__Assignment__
In the data that follows, count the lines where "temp" appears, and write only the number.
(Dataset extract Opens)
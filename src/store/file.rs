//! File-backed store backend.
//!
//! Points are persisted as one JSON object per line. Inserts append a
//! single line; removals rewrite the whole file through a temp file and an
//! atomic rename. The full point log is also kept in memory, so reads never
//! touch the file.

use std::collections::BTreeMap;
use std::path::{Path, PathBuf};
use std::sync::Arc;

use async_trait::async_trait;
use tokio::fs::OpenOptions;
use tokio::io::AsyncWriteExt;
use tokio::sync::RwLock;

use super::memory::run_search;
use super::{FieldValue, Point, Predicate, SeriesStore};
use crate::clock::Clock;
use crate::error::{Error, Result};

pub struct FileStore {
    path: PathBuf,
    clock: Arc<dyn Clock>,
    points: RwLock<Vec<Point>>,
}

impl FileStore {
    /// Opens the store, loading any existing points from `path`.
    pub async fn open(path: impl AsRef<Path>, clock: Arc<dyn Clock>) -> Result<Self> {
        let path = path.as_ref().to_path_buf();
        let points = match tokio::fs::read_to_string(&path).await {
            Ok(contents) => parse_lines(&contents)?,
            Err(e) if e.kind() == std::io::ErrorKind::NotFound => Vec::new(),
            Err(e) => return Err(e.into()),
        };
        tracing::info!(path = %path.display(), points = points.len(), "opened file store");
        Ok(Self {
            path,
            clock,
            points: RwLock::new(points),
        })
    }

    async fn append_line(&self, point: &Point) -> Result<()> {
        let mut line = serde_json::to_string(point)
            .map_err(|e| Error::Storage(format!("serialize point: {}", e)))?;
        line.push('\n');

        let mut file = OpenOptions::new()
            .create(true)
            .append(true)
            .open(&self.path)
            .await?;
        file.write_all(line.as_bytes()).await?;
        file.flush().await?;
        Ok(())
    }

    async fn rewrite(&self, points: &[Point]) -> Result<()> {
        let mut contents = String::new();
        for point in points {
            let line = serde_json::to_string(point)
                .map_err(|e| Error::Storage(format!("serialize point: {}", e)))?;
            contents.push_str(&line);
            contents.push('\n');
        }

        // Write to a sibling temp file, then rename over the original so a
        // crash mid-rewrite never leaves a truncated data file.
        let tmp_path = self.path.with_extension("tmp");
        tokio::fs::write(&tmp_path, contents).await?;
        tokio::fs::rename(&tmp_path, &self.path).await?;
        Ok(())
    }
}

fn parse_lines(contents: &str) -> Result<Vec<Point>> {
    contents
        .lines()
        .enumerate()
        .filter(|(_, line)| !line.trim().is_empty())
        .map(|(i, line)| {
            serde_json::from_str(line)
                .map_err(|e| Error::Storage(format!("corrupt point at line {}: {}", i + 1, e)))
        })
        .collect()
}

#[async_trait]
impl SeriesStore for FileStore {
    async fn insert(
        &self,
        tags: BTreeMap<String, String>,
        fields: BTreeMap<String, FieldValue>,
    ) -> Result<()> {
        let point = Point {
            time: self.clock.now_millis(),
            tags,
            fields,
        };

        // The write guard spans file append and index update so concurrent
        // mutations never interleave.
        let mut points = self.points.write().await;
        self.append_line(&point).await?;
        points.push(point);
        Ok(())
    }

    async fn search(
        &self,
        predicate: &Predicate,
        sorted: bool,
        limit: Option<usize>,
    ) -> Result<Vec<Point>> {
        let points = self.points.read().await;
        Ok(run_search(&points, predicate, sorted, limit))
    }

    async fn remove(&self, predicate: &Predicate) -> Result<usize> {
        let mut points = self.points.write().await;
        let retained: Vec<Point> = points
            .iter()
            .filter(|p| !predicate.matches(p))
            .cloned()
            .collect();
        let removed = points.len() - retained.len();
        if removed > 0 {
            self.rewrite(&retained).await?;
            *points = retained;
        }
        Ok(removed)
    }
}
(Dataset extract Closes)
(Dataset extract Opens)
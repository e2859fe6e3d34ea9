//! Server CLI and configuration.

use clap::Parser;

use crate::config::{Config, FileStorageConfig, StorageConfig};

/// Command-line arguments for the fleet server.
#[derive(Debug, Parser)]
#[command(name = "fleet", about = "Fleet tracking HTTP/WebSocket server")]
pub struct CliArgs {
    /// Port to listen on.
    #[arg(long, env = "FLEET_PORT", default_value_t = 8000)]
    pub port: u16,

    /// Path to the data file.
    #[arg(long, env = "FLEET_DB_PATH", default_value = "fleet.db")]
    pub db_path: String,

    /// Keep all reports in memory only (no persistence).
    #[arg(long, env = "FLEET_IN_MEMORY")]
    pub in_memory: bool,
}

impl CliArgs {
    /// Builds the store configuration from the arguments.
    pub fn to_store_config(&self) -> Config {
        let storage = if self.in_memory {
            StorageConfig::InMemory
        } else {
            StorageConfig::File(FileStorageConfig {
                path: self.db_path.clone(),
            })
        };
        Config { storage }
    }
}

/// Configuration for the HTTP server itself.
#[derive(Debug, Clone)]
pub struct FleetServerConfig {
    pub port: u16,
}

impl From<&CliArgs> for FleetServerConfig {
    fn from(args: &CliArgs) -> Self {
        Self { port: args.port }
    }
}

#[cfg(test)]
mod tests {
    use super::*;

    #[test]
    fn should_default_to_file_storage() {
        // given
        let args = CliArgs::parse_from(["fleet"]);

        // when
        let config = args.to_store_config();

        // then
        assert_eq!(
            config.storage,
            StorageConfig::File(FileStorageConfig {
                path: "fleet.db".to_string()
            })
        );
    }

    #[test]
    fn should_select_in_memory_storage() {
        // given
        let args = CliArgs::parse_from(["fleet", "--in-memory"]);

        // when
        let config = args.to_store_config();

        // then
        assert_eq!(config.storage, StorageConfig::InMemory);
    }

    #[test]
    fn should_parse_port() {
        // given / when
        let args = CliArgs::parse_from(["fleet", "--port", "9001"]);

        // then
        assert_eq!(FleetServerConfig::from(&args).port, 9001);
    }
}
(Dataset extract Closes)
__Answer space__
2